How to complete this task:
Look through the entries below and count the lines with "columns" in them; the reply is the number alone.

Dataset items
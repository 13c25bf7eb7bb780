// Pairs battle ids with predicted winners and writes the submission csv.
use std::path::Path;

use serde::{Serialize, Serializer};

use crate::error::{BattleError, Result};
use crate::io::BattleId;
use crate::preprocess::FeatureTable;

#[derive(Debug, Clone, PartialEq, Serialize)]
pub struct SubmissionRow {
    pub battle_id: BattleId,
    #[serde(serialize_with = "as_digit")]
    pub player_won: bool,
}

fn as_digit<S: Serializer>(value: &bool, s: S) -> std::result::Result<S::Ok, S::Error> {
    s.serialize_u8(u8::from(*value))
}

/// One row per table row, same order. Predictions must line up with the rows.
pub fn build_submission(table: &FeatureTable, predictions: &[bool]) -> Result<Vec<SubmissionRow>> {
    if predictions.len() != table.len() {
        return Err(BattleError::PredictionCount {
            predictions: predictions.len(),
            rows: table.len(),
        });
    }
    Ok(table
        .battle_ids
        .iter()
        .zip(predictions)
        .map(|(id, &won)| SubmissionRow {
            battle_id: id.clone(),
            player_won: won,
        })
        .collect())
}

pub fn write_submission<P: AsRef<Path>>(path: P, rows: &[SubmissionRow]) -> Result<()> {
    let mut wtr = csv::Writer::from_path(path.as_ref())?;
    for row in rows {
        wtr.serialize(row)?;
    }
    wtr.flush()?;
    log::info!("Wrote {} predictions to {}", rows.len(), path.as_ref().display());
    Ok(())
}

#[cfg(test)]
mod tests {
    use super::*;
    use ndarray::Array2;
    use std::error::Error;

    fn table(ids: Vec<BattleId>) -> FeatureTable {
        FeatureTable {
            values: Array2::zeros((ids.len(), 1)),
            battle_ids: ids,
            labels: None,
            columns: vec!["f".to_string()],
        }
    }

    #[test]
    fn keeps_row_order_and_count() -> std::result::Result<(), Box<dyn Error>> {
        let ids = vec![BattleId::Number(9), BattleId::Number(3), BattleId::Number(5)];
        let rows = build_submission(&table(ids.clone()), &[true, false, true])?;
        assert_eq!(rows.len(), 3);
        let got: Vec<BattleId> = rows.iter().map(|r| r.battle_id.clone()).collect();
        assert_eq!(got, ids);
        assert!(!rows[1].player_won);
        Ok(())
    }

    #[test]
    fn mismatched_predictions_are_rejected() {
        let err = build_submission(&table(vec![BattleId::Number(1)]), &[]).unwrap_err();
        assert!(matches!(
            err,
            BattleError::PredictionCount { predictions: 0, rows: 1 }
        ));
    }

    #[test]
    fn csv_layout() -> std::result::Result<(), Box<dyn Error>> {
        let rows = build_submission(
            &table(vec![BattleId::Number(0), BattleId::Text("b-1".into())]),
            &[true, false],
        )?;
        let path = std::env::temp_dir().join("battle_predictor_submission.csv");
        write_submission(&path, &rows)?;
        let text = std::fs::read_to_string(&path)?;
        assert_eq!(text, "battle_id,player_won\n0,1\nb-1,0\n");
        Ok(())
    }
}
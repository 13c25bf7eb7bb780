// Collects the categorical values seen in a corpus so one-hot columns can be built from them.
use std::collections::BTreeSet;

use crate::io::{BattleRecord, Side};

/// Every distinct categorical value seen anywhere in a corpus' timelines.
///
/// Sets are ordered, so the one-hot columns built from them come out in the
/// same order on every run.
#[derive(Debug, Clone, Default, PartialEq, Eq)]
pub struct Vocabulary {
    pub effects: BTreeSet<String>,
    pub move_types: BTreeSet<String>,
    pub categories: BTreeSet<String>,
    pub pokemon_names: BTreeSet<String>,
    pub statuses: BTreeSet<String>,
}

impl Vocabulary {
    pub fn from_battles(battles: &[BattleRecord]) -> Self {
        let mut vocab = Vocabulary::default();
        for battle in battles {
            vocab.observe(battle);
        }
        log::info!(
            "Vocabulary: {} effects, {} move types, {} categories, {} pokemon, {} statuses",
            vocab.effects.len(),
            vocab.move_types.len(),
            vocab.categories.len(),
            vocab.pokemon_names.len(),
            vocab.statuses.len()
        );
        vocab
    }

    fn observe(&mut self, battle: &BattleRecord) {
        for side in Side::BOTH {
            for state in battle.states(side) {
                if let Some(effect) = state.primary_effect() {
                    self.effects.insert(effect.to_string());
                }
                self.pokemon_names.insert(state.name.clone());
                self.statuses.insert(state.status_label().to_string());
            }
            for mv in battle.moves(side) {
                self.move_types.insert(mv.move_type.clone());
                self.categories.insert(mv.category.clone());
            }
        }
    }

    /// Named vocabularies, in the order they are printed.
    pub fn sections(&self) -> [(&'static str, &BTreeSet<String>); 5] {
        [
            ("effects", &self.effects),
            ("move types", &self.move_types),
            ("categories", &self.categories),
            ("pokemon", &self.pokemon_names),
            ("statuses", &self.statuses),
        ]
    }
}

Expected output:
3